Los bancos centrales siguen añadiendo oro a sus reservas, aunque en menor medida que en años anteriores. Las principales razones que les mueven a ello son el deseo de diversificar sus inversiones, la estabilidad que ofrece un activo como el oro y su revalorización a largo plazo.

El sector oficial lleva años acumulando oro en sus reservas de forma consistente. Durante buena parte de estos años, el Banco Central de la Federación Rusa ha liderado las compras, con operaciones que superaban las 20 toneladas mensuales, hasta que decidió interrumpir las compras en abril de 2020.

Otros bancos centrales han seguido su camino y han incrementado sus compras y reservas de metal precioso, que se redujeron el año pasado a causa de la pandemia y del alto nivel alcanzado por el precio del oro.

Como explica Stefan Gleason en el blog de Money Metals, las favorables condiciones del mercado y los mayores riesgos que amenazan al dólar estadounidense podrían desencadenar una nueva escalada del precio del oro.

Gleason cita el reciente ejemplo del Banco Nacional de Hungría, que recientemente anunció que había triplicado sus reservas de este metal, en cumplimiento de una estrategia de política económica y nacional a largo plazo. Desde el banco central magiar se refirieron también a la crisis provocada por la pandemia de Covid-19 y describieron al oro como “el más importante de los activos de reserva”.

La estrategia de compras de oro que han mantenido los bancos centrales durante la última década ha contribuido en gran manera a apoyar la subida del precio del metal. Esta tendencia, sin embargo, se interrumpió en 2020, en parte por el precio récord alcanzado por el metal y en parte por las consecuencias de la pandemia.

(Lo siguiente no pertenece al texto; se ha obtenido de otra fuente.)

//! Film coefficient correlations used by the adaptive convection algorithms.
//!
//! All functions return a convective heat transfer coefficient in W/(m2.K).

use crate::core::space_heat_demand::surface::SurfaceGeometry;
use crate::core::units::incidence_angle;
use crate::external_conditions::WeatherSample;
use strum::{Display, EnumString};

/// Below this temperature difference the natural convection term is zero (the cube root has an
/// infinite gradient at zero).
pub const MIN_NATURAL_DELTA_T: f64 = 1e-6;

/// Wind-driven (forced) correlations. These need a natural convection partner.
#[derive(Clone, Copy, Debug, Display, EnumString, Eq, PartialEq)]
pub enum ForcedCorrelation {
    SparrowWindward,
    SparrowLeeward,
    BlockenWindward,
    EmmelVertical,
    EmmelRoof,
    Mitchell,
}

impl ForcedCorrelation {
    /// Arguments:
    /// * `geometry` - the surface being exposed to wind
    /// * `weather` - current weather
    /// * `building_volume` - volume of the whole building, in m3 (only used by Mitchell)
    pub fn coefficient(
        &self,
        geometry: &SurfaceGeometry,
        weather: &WeatherSample,
        building_volume: f64,
    ) -> f64 {
        let wind_local = weather.wind_speed_local_ms.max(0.);
        let wind_10m = weather.wind_speed_10m_ms.max(0.);
        let theta = incidence_angle(weather.wind_direction_deg, geometry.azimuth);

        match self {
            Self::SparrowWindward => sparrow_windward(geometry, wind_local),
            Self::SparrowLeeward => 0.5 * sparrow_windward(geometry, wind_local),
            Self::BlockenWindward => {
                let (a, b) = if theta <= 11.25 {
                    (4.6, 0.89)
                } else if theta <= 33.75 {
                    (5.0, 0.80)
                } else if theta <= 56.25 {
                    (4.6, 0.84)
                } else {
                    (4.5, 0.81)
                };
                a * wind_10m.powf(b)
            }
            Self::EmmelVertical => {
                let (a, b) = if theta <= 22.5 {
                    (3.34, 0.84)
                } else if theta <= 67.5 {
                    (4.78, 0.71)
                } else if theta <= 112.5 {
                    (4.05, 0.77)
                } else if theta <= 157.5 {
                    (3.54, 0.16)
                } else {
                    (3.34, 0.84)
                };
                a * wind_10m.powf(b)
            }
            Self::EmmelRoof => {
                let (a, b) = if theta <= 22.5 {
                    (5.11, 0.78)
                } else if theta <= 67.5 {
                    (4.60, 0.79)
                } else {
                    (3.67, 0.85)
                };
                a * wind_10m.powf(b)
            }
            Self::Mitchell => {
                let characteristic_length = building_volume.cbrt();
                8.6 * wind_local.powf(0.6) / characteristic_length.powf(0.4)
            }
        }
    }
}

fn sparrow_windward(geometry: &SurfaceGeometry, wind_local: f64) -> f64 {
    let pv_over_a = geometry.perimeter * wind_local / geometry.area;
    if pv_over_a > 0. {
        2.537 * geometry.roughness.multiplier() * pv_over_a.sqrt()
    } else {
        0.
    }
}

/// Buoyancy-driven (natural) correlations.
#[derive(Clone, Copy, Debug, Display, EnumString, Eq, PartialEq)]
pub enum NaturalCorrelation {
    ASHRAEVerticalWall,
    WaltonUnstableHorizontalOrTilt,
    WaltonStableHorizontalOrTilt,
}

impl NaturalCorrelation {
    /// Arguments:
    /// * `delta_t` - surface temperature minus air temperature, in K (only the magnitude is used)
    /// * `tilt` - surface tilt, in degrees
    pub fn coefficient(&self, delta_t: f64, tilt: f64) -> f64 {
        let delta_t = delta_t.abs();
        if !(delta_t >= MIN_NATURAL_DELTA_T) {
            return 0.;
        }
        let cos_tilt = tilt.to_radians().cos().abs();

        match self {
            Self::ASHRAEVerticalWall => 1.31 * delta_t.cbrt(),
            Self::WaltonUnstableHorizontalOrTilt => 9.482 * delta_t.cbrt() / (7.238 - cos_tilt),
            Self::WaltonStableHorizontalOrTilt => 1.810 * delta_t.cbrt() / (1.382 + cos_tilt),
        }
    }
}

/// Correlations that already include both the forced and natural parts.
#[derive(Clone, Copy, Debug, Display, EnumString, Eq, PartialEq)]
pub enum CombinedCorrelation {
    MoWITTWindward,
    MoWITTLeeward,
    NusseltJurges,
    McAdams,
}

impl CombinedCorrelation {
    /// Arguments:
    /// * `delta_t` - surface temperature minus outdoor air temperature, in K
    /// * `wind_local` - wind speed at the surface, in m/s
    pub fn coefficient(&self, delta_t: f64, wind_local: f64) -> f64 {
        let wind_local = wind_local.max(0.);
        let mowitt_natural = || {
            let delta_t = delta_t.abs();
            if delta_t >= MIN_NATURAL_DELTA_T {
                0.84 * delta_t.cbrt()
            } else {
                0.
            }
        };

        match self {
            Self::MoWITTWindward => combine(3.26 * wind_local.powf(0.89), mowitt_natural()),
            Self::MoWITTLeeward => combine(3.55 * wind_local.powf(0.617), mowitt_natural()),
            Self::NusseltJurges => 5.8 + 3.94 * wind_local,
            Self::McAdams => 5.7 + 3.8 * wind_local,
        }
    }
}

/// Combine a forced and a natural coefficient as the root of the sum of squares.
pub fn combine(h_forced: f64, h_natural: f64) -> f64 {
    h_forced.hypot(h_natural)
}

A comienzos de 2021, el sector oficial sigue con un perfil bajo, aunque los analistas estiman que durante este año continuarán siendo compradores netos de oro.

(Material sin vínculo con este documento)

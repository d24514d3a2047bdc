//! Longwave radiation exchange between an exterior surface and the sky, air, ground and
//! surrounding surfaces.

use crate::core::units::{celsius_to_kelvin, BelowAbsoluteZeroError, STEFAN_BOLTZMANN};
use crate::errors::ConfigurationError;

/// A ground patch or neighbouring surface seen by an exterior surface.
#[derive(Clone, Copy, Debug, PartialEq)]
pub struct ViewedSurface {
    pub view_factor: f64,
    /// deg C; None means the surface is at outdoor air temperature
    pub temperature: Option<f64>,
}

#[derive(Clone, Debug, PartialEq)]
pub struct ExteriorLongwaveRadiation {
    emissivity: f64,
    sky_view_factor: f64,
    /// splits the sky view between the sky itself and the air column
    beta: f64,
    ground: Vec<ViewedSurface>,
    surrounding: Vec<ViewedSurface>,
}

impl ExteriorLongwaveRadiation {
    /// Arguments:
    /// * `owner` - name of the surface (for error messages)
    /// * `emissivity` - longwave emissivity of the outside face, 0 to 1
    /// * `tilt` - surface tilt, in degrees (0 = facing up, 180 = facing down)
    /// * `ground` - ground patches in view
    /// * `surrounding` - other surfaces in view
    pub fn new(
        owner: &str,
        emissivity: f64,
        tilt: f64,
        ground: Vec<ViewedSurface>,
        surrounding: Vec<ViewedSurface>,
    ) -> Result<Self, ConfigurationError> {
        if !(0. ..=1.).contains(&emissivity) {
            return Err(ConfigurationError::invalid(
                owner,
                "emissivity",
                format!("must be between 0 and 1, got {emissivity}"),
            ));
        }
        if !(0. ..=180.).contains(&tilt) {
            return Err(ConfigurationError::invalid(
                owner,
                "tilt",
                format!("must be between 0 and 180 degrees, got {tilt}"),
            ));
        }

        let sky_view_factor = 0.5 * (1. + tilt.to_radians().cos());
        let beta = if sky_view_factor > 0. {
            sky_view_factor.sqrt()
        } else {
            0.
        };

        let viewed = ground.iter().chain(surrounding.iter());
        if viewed.clone().any(|surface| !(surface.view_factor >= 0.)) {
            return Err(ConfigurationError::invalid(
                owner,
                "view_factor",
                "view factors cannot be negative",
            ));
        }
        let total_view_factor =
            sky_view_factor + viewed.map(|surface| surface.view_factor).sum::<f64>();
        if !is_close!(total_view_factor, 1.0, rel_tol = 1e-5) {
            return Err(ConfigurationError::invalid(
                owner,
                "view_factor",
                format!(
                    "view factors must sum to 1, got {total_view_factor} (sky {sky_view_factor})"
                ),
            ));
        }

        Ok(Self {
            emissivity,
            sky_view_factor,
            beta,
            ground,
            surrounding,
        })
    }

    pub fn sky_view_factor(&self) -> f64 {
        self.sky_view_factor
    }

    /// Net longwave flux onto the surface, in W/m2 (positive is a gain to the surface)
    ///
    /// Arguments:
    /// * `temp_surface` - outside face temperature, in deg C
    /// * `temp_air` - outdoor air temperature, in deg C
    /// * `temp_sky` - effective sky temperature, in deg C
    pub fn flux(
        &self,
        temp_surface: f64,
        temp_air: f64,
        temp_sky: f64,
    ) -> Result<f64, BelowAbsoluteZeroError> {
        let t_surf_4 = celsius_to_kelvin(temp_surface)?.powi(4);
        let t_air_4 = celsius_to_kelvin(temp_air)?.powi(4);
        let t_sky_4 = celsius_to_kelvin(temp_sky)?.powi(4);

        let mut exchange = self.sky_view_factor * self.beta * (t_sky_4 - t_surf_4)
            + self.sky_view_factor * (1. - self.beta) * (t_air_4 - t_surf_4);
        for surface in self.ground.iter().chain(self.surrounding.iter()) {
            let t_4 = celsius_to_kelvin(surface.temperature.unwrap_or(temp_air))?.powi(4);
            exchange += surface.view_factor * (t_4 - t_surf_4);
        }

        Ok(self.emissivity * STEFAN_BOLTZMANN * exchange)
    }
}

#[cfg(test)]
mod tests {
    use super::*;
    use approx::assert_relative_eq;
    use pretty_assertions::assert_eq;
    use rstest::*;

    fn ground(view_factor: f64, temperature: f64) -> ViewedSurface {
        ViewedSurface {
            view_factor,
            temperature: Some(temperature),
        }
    }

    #[rstest]
    fn should_calc_vertical_wall_flux() {
        let wall =
            ExteriorLongwaveRadiation::new("wall", 0.9, 90., vec![ground(0.5, 5.85)], vec![])
                .unwrap();
        let (t_surf, t_air, t_sky, t_gnd): (f64, f64, f64, f64) = (278.0, 280.0, 265.0, 279.0);
        let beta = 0.5_f64.sqrt();
        let expected = 0.9
            * STEFAN_BOLTZMANN
            * (0.5 * beta * (t_sky.powi(4) - t_surf.powi(4))
                + 0.5 * (1. - beta) * (t_air.powi(4) - t_surf.powi(4))
                + 0.5 * (t_gnd.powi(4) - t_surf.powi(4)));

        assert_relative_eq!(wall.sky_view_factor(), 0.5, max_relative = 1e-12);
        assert_relative_eq!(
            wall.flux(278.0 - 273.15, 280.0 - 273.15, 265.0 - 273.15)
                .unwrap(),
            expected,
            max_relative = 1e-9
        );
    }

    #[rstest]
    fn should_see_only_sky_from_flat_roof() {
        let roof = ExteriorLongwaveRadiation::new("roof", 0.9, 0., vec![], vec![]).unwrap();
        assert_eq!(roof.sky_view_factor(), 1.);
        // Surface at sky and air temperature exchanges nothing
        assert_eq!(roof.flux(-5., -5., -5.).unwrap(), 0.);
        assert!(roof.flux(5., 5., -6.).unwrap() < 0.);
    }

    #[rstest]
    fn should_use_outdoor_air_for_unspecified_ground_temperature() {
        let wall = ExteriorLongwaveRadiation::new(
            "wall",
            0.9,
            90.,
            vec![ViewedSurface {
                view_factor: 0.5,
                temperature: None,
            }],
            vec![],
        )
        .unwrap();
        let explicit =
            ExteriorLongwaveRadiation::new("wall", 0.9, 90., vec![ground(0.4, 7.)], vec![ground(0.1, 7.)])
                .unwrap();

        assert_relative_eq!(
            wall.flux(5., 7., -4.).unwrap(),
            explicit.flux(5., 7., -4.).unwrap(),
            max_relative = 1e-12
        );
    }

    #[rstest]
    fn should_reject_invalid_configuration() {
        assert!(ExteriorLongwaveRadiation::new("wall", 1.2, 90., vec![ground(0.5, 0.)], vec![]).is_err());
        assert!(ExteriorLongwaveRadiation::new("wall", 0.9, 200., vec![], vec![]).is_err());
        assert!(ExteriorLongwaveRadiation::new("wall", 0.9, 90., vec![ground(0.3, 0.)], vec![]).is_err());
        assert!(ExteriorLongwaveRadiation::new("wall", 0.9, 90., vec![ground(0.6, 0.), ground(-0.1, 0.)], vec![]).is_err());
    }

    #[rstest]
    fn should_reject_temperatures_below_absolute_zero() {
        let roof = ExteriorLongwaveRadiation::new("roof", 0.9, 0., vec![], vec![]).unwrap();
        assert!(roof.flux(5., 5., -300.).is_err());
    }
}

Las razones de los bancos centrales

Como señala Gleason en el post, “existen varias razones a las que atienden estas poderosas instituciones financieras para añadir oro sus reservas. Éstas incluyen la diversificación, la estabilidad y la posibilidad de que aumente de precio.

En cuanto a su carácter de elemento diversificador de las carteras de inversión, viene dado por el hecho de que el oro tiende a tener una correlación negativa con las bolsas y frecuentemente se mueve en dirección opuesta al dólar.

“Esto significa que, mientras cae el valor de las carteras de inversión basadas en acciones o en activos denominados en dólares, el precio del oro se incrementa, lo que permite compensar en parte esas pérdidas de los inversores”, señala Gleason.

En relación a la estabilidad, el analista de Money Metals acude a una conocida cita del banquero estadounidense J. P. Morgan, quien dijo que “el oro es el auténtico dinero, todo lo demás es crédito”.

Según Gleason, “en nuestra opinión, no hay nada más cierto. Como fuente confiable de riqueza y valor durante miles de años, el oro físico mantiene una excelente reputación como protector de la riqueza y el poder adquisitivo. A diferencia de las divisas de papel o fiat, el oro no puede crearse de la nada. No se puede manipular ni alterar para facilitar los resultados deseados. El mercado del oro se mueve, simplemente, por las leyes de la oferta y la demanda.

Como señalaron desde el Banco Central de los Países Bajosun lingote de oro siempre mantiene su valor, haya crisis o no. Eso otorga una sensación de seguridad. Las reservas de un banco central tienen que ser, por lo tanto, un faro de confianza”.

Por último, los bancos centrales tienen también en cuenta otra característica del oro: su capacidad para aumentar de precio a largo plazo. Como recuerda Gleason, desde principios de la década de 2000, el precio del oro se ha multiplicado por más de cuatro respecto a los billetes de la Reserva Federal. El oro inauguró el nuevo siglo a unos 400 dólares la onza y alcanzó el verano pasado un nuevo máximo histórico, con cerca de 2.100 dólares la onza. En la actualidad sigue cotizando cerca de sus máximos en la práctica totalidad de las divisas mundiales”.

Teniendo en cuenta la política de imprimir dinero sin control que están llevando a cabo en la actualidad los bancos centrales, no existen límites a la subida del precio del oro.

“Si el dólar sigue debilitándose, aumentando la inflación, el precio del oro podría duplicarse o más con facilidad desde sus niveles actuales, llegando incluso a los 5.000 dólares la onza, asegura Gleason.